▶ **TASK DESCRIPTION**: Output only the lines below from the one containing "pub mod slate;" to the one containing "use std::fmt;", exactly as written, both ends kept.

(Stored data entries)
━━━━━━━━━━━━━━━━
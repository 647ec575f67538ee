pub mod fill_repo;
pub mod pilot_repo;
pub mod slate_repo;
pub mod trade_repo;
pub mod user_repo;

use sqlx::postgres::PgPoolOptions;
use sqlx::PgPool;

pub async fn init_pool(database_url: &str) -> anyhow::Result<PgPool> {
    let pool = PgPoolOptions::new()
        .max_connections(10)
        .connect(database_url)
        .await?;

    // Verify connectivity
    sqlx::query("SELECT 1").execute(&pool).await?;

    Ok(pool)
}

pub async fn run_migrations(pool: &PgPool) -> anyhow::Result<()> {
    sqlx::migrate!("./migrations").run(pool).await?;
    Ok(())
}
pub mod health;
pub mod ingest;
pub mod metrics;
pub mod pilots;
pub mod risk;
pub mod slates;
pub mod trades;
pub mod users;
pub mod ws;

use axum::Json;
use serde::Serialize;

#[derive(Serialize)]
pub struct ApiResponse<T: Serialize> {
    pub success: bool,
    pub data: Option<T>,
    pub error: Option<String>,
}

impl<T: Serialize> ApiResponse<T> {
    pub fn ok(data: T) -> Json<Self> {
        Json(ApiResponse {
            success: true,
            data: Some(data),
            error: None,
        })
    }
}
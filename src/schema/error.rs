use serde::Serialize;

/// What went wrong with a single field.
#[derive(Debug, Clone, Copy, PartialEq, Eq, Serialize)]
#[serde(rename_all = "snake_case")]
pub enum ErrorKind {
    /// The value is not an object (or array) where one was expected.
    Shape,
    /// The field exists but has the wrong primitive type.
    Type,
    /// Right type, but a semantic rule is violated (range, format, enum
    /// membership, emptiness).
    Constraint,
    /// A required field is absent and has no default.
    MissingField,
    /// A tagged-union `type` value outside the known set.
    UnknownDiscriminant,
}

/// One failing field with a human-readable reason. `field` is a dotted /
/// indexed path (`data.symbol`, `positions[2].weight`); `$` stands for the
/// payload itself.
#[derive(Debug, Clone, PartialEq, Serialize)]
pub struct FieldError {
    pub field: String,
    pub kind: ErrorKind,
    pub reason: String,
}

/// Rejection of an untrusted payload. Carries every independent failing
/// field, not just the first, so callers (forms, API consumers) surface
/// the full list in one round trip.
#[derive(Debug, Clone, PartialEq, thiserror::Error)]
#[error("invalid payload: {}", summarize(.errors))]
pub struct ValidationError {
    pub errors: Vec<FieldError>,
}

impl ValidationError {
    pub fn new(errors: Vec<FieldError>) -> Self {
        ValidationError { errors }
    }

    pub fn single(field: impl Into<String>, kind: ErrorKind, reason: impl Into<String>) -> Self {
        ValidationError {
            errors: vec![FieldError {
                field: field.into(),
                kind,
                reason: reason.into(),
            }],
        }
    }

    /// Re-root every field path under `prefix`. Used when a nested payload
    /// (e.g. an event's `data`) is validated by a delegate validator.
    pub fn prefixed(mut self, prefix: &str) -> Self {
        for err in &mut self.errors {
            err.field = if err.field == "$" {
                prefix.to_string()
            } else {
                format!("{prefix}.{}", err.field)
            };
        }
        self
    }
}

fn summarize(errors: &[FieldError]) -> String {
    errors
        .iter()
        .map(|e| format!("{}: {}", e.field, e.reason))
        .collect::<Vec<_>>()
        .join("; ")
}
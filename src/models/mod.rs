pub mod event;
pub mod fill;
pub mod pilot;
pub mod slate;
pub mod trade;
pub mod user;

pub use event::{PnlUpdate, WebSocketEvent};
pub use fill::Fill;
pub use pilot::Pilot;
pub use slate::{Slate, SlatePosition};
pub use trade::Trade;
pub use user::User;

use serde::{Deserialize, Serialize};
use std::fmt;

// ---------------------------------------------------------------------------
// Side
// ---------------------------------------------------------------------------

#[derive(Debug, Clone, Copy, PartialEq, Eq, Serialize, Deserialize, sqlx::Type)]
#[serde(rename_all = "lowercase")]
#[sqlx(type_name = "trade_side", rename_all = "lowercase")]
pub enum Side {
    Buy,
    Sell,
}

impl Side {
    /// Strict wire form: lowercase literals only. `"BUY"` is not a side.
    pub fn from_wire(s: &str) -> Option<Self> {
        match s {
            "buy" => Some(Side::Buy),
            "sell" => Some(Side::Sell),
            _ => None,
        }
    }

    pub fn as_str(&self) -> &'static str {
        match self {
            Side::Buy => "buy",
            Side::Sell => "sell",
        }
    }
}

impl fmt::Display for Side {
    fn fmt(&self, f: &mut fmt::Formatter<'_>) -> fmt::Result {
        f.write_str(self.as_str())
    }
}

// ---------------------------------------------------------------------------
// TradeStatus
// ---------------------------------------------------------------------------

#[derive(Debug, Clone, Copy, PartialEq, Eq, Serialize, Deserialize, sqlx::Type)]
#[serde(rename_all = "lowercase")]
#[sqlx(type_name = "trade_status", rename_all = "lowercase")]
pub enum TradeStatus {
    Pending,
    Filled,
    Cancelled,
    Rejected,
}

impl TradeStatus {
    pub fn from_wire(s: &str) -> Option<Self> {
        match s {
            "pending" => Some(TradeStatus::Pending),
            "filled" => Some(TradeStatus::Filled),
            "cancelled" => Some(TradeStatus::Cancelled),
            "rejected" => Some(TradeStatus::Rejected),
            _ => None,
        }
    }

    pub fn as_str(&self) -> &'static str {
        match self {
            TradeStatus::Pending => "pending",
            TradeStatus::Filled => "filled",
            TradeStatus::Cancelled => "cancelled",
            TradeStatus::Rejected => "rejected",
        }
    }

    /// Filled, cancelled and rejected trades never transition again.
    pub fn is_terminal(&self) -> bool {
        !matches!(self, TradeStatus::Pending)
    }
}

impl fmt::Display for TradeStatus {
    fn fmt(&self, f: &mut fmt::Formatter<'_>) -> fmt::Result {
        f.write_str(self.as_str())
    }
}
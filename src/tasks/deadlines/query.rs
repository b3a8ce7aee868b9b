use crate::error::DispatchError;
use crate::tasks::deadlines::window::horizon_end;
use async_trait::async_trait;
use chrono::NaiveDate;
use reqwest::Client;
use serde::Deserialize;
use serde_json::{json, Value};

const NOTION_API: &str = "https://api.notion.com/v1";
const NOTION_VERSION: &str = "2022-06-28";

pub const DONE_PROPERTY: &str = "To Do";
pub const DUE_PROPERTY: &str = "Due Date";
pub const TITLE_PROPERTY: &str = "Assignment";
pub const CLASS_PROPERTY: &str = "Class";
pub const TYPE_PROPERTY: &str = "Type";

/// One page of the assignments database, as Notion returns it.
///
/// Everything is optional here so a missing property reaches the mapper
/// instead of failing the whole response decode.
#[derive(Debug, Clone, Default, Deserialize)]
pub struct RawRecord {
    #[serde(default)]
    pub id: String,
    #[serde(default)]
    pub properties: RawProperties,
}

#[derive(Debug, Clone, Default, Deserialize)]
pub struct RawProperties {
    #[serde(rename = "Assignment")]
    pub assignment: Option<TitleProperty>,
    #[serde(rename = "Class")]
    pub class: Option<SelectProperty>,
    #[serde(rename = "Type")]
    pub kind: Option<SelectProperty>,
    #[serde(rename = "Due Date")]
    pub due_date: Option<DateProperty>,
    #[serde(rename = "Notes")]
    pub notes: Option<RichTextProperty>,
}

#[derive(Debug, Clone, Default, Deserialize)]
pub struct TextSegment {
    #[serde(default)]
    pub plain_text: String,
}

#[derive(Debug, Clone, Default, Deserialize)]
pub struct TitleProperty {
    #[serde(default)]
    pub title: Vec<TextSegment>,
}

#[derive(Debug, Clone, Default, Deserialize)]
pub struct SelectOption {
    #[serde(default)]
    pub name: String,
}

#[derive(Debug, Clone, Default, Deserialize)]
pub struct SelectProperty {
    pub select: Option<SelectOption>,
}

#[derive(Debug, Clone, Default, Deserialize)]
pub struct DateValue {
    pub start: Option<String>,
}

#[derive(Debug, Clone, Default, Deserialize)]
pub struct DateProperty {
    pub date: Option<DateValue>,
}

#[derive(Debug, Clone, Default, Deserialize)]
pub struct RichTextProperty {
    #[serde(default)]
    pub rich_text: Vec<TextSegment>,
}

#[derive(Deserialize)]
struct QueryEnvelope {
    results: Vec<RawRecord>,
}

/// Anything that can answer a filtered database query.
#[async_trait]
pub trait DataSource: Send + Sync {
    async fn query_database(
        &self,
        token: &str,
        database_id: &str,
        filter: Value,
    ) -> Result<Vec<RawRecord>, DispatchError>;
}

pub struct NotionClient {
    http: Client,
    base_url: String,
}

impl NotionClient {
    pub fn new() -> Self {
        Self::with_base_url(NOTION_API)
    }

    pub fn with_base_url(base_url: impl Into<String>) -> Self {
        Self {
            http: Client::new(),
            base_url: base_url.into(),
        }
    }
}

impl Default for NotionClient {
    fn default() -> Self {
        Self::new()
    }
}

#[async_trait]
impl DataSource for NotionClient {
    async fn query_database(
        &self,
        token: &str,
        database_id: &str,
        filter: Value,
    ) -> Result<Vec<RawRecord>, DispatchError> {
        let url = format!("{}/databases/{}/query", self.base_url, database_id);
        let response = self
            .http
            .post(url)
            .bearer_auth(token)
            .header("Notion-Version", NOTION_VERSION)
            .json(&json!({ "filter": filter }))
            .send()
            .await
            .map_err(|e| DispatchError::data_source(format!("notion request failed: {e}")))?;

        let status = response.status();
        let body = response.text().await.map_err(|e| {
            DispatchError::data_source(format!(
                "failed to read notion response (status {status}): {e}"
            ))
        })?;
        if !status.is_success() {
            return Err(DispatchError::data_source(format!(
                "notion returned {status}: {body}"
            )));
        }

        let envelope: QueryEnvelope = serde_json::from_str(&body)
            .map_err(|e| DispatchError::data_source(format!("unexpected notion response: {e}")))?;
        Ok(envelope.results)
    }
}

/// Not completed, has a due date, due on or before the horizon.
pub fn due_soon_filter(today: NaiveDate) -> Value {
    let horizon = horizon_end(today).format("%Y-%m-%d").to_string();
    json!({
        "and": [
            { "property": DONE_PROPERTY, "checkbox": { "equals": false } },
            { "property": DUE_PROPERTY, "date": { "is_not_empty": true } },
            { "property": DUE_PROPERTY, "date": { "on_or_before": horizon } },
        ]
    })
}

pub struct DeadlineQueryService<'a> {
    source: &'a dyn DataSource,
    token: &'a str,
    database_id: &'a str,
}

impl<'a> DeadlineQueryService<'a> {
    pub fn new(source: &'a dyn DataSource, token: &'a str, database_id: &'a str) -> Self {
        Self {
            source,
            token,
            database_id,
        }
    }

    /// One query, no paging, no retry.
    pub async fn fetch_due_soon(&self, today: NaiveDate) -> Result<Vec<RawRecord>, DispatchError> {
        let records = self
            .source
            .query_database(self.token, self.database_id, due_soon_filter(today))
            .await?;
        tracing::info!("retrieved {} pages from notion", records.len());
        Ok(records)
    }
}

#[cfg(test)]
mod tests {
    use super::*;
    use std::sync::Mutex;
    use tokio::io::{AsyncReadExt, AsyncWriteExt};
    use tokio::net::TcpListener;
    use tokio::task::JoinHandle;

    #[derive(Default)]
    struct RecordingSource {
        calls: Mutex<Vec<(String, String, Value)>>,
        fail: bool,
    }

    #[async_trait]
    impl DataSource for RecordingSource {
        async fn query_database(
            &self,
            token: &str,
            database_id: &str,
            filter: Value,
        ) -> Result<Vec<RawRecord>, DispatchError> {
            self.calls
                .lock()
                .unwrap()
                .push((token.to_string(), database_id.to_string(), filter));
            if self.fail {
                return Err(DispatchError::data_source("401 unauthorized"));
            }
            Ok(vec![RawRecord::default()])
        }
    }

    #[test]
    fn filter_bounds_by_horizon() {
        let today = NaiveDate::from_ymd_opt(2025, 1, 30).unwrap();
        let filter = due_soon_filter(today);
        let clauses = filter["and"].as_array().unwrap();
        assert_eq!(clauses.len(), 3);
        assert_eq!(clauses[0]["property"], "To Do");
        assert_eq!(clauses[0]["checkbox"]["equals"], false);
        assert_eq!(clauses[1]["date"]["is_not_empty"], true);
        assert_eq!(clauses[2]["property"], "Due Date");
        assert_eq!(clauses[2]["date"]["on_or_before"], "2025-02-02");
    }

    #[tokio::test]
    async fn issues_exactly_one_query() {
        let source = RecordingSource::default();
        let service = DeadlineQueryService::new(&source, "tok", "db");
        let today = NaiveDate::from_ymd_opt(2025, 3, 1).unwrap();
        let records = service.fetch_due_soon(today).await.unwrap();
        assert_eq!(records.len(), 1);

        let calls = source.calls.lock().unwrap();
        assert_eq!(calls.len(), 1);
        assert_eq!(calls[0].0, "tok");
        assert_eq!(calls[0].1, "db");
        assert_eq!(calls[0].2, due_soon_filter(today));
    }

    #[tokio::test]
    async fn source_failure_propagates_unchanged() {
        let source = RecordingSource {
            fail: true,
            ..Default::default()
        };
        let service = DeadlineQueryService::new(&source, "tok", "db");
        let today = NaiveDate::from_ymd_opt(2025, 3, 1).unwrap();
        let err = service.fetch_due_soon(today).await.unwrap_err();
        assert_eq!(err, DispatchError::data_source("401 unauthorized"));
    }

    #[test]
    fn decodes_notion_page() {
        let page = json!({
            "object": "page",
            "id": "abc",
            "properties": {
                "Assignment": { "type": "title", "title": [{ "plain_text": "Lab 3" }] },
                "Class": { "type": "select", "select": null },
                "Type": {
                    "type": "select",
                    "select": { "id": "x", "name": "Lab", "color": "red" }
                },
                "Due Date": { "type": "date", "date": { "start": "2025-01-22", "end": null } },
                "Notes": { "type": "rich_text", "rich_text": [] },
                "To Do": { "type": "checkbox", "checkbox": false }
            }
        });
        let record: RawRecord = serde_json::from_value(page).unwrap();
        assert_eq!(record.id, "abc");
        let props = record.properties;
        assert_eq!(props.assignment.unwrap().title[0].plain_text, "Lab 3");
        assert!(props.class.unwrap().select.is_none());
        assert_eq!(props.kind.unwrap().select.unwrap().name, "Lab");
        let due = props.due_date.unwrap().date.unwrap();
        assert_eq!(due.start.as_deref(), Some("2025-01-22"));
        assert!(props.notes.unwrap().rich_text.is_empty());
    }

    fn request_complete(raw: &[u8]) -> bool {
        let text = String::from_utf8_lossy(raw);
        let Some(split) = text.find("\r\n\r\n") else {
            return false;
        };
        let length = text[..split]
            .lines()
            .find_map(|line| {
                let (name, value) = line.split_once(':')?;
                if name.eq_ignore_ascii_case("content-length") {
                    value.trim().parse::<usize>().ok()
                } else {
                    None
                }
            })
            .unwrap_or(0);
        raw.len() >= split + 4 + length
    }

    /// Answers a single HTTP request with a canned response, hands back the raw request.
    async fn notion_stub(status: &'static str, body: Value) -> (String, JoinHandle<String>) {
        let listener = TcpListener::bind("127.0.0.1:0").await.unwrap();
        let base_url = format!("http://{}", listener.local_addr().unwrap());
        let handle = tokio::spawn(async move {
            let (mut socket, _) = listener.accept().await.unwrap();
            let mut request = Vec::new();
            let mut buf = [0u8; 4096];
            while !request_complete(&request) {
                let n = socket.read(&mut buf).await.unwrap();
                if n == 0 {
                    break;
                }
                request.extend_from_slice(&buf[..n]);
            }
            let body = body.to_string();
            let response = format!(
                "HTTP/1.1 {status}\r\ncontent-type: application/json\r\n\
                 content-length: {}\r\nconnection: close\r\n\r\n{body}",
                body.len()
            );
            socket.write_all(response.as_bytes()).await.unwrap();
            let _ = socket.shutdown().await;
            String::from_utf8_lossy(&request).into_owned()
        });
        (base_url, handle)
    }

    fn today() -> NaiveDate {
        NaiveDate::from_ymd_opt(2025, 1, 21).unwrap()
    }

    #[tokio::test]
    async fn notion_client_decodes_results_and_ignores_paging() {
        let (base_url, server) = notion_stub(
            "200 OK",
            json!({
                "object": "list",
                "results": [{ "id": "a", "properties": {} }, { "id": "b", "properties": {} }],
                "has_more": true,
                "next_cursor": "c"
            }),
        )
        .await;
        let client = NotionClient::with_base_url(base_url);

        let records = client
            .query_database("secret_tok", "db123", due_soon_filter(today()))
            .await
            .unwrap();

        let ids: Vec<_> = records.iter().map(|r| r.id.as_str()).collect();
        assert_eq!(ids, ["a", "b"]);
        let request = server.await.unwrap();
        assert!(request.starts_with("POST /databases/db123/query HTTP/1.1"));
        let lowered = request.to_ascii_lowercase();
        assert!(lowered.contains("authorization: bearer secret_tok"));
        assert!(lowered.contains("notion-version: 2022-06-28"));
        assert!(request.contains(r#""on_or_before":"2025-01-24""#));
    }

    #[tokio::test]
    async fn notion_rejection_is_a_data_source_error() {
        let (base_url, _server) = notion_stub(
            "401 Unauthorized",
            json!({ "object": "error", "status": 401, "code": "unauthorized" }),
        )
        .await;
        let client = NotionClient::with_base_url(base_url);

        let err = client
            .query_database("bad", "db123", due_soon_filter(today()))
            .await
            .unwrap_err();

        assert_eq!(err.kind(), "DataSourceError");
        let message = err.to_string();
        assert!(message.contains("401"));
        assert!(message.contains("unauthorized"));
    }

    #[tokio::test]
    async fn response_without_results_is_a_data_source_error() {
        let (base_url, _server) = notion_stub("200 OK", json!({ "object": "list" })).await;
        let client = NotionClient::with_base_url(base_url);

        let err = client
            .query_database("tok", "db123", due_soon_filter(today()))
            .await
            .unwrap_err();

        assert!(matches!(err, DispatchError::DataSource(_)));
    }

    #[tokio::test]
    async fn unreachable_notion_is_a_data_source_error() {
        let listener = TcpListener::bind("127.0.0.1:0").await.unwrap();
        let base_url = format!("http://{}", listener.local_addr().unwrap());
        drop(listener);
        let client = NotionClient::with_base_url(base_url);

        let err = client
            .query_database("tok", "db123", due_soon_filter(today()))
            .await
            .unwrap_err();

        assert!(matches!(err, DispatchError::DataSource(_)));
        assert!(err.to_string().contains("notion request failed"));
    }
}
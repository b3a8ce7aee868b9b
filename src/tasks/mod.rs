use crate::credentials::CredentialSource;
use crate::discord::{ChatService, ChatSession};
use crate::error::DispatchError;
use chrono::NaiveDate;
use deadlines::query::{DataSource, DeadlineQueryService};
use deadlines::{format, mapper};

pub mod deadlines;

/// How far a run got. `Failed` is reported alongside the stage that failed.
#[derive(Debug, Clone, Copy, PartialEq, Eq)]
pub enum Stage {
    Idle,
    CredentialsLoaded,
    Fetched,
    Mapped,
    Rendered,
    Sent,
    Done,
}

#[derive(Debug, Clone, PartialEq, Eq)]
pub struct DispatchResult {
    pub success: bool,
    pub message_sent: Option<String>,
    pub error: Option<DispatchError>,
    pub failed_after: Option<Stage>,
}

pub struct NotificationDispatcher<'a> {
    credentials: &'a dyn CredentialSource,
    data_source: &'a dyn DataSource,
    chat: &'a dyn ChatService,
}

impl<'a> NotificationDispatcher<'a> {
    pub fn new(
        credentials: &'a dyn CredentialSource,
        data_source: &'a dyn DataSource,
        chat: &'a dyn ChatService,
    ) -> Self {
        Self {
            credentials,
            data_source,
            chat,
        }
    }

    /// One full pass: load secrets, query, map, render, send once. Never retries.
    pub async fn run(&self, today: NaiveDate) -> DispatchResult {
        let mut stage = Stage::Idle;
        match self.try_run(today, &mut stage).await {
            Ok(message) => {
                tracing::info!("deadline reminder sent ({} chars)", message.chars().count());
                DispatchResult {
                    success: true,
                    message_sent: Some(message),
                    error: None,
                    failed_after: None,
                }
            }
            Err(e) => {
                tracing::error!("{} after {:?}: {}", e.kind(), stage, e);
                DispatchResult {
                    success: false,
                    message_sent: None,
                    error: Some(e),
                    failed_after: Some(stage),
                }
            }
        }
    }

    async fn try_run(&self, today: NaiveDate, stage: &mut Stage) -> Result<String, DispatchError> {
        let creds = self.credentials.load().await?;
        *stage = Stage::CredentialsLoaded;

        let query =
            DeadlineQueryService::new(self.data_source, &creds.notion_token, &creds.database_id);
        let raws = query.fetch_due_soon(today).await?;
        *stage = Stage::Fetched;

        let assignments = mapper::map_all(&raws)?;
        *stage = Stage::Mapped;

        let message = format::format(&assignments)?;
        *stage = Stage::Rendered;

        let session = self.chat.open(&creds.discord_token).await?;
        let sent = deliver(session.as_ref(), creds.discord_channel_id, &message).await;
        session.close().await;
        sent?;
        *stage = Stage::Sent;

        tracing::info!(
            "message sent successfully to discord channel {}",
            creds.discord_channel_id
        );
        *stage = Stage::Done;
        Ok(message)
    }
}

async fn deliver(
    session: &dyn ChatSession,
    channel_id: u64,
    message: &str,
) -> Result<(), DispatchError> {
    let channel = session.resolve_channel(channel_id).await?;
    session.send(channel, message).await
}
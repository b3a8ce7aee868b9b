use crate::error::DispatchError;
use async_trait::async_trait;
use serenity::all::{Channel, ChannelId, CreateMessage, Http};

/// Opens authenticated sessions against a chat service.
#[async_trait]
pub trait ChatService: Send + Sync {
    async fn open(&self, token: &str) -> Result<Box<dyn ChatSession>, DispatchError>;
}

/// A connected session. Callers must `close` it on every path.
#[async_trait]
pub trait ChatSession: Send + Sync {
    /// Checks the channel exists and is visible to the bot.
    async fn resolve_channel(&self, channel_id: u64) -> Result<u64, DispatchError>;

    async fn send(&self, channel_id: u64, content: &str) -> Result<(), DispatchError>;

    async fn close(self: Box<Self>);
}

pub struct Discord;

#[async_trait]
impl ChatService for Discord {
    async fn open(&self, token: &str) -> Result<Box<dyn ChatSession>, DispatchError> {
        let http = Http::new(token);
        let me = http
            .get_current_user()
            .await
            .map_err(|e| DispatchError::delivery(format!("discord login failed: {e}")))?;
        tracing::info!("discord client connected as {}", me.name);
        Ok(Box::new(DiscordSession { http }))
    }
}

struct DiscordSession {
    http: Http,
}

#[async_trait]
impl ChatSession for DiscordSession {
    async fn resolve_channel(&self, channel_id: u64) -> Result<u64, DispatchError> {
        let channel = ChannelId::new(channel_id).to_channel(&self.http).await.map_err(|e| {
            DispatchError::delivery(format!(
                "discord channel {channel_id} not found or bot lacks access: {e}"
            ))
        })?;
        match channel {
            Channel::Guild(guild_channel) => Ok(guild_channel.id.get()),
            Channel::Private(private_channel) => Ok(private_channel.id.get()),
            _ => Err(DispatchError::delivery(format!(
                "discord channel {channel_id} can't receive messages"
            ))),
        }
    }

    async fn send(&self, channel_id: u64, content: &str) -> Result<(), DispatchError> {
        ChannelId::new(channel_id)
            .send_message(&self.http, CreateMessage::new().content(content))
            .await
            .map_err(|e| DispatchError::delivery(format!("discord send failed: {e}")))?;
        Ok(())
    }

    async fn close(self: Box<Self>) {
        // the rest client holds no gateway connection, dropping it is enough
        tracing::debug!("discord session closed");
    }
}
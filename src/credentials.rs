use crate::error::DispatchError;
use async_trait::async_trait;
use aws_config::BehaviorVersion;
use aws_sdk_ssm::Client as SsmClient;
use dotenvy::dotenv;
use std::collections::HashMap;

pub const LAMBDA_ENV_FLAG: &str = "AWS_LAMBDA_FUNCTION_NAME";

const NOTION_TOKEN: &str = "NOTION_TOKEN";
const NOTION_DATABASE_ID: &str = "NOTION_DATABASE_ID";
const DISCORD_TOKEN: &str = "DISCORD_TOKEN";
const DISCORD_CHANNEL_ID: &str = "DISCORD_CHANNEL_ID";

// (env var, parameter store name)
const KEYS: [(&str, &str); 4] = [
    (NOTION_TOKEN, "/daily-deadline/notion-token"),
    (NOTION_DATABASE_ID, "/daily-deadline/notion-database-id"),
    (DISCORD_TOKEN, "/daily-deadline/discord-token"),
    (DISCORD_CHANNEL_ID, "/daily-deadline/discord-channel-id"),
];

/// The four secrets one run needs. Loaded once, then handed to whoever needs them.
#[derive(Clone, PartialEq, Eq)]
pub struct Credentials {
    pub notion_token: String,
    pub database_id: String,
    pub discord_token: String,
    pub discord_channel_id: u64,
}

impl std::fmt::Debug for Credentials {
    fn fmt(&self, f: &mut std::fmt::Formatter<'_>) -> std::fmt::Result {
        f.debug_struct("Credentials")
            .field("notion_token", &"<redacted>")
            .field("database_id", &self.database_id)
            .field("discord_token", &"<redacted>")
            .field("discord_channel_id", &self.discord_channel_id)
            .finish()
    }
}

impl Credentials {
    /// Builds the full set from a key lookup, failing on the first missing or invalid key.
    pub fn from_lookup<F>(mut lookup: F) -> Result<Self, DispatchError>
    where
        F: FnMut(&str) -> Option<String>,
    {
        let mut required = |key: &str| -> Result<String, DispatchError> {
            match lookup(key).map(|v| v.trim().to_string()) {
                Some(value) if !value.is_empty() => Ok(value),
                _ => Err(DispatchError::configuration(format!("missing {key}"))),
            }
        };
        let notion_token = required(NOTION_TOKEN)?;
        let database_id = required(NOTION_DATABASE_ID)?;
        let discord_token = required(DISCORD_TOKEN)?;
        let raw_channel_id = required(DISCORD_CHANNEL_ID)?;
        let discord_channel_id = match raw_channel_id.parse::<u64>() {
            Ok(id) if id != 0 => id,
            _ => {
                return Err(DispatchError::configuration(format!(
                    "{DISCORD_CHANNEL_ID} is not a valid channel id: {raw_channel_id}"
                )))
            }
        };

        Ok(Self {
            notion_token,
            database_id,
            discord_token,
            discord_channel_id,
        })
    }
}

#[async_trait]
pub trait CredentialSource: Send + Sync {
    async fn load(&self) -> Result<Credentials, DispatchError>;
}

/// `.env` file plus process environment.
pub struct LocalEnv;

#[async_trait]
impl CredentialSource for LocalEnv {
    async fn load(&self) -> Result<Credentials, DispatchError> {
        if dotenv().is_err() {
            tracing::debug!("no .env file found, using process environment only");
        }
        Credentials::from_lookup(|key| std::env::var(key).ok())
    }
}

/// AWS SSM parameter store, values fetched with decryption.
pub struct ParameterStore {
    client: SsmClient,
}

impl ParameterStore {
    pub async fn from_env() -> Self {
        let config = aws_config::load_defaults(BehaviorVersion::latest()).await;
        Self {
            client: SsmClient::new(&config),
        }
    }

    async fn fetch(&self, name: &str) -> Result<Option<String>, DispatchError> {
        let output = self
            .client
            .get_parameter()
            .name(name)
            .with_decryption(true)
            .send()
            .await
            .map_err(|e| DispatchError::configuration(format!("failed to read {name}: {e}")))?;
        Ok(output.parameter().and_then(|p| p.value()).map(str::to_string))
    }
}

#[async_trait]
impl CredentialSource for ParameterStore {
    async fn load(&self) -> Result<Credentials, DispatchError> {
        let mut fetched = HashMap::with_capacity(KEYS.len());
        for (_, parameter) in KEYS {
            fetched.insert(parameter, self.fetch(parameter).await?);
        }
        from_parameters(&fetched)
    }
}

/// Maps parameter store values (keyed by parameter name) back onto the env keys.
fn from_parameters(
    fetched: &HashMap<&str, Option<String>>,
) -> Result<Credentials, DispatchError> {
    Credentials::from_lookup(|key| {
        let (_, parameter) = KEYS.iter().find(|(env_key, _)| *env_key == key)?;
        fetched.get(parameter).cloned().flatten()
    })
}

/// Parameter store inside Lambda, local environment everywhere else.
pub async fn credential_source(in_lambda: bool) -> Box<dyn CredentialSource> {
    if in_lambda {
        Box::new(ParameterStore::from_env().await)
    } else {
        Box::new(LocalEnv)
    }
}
━━━━━━━━━━━━━━━━
▶ **EXERCISE SOLUTION**:
pub mod slate;
pub mod trade;
pub mod user;

pub use event::{PnlUpdate, WebSocketEvent};
pub use fill::Fill;
pub use pilot::Pilot;
pub use slate::{Slate, SlatePosition};
pub use trade::Trade;
pub use user::User;

use serde::{Deserialize, Serialize};
use std::fmt;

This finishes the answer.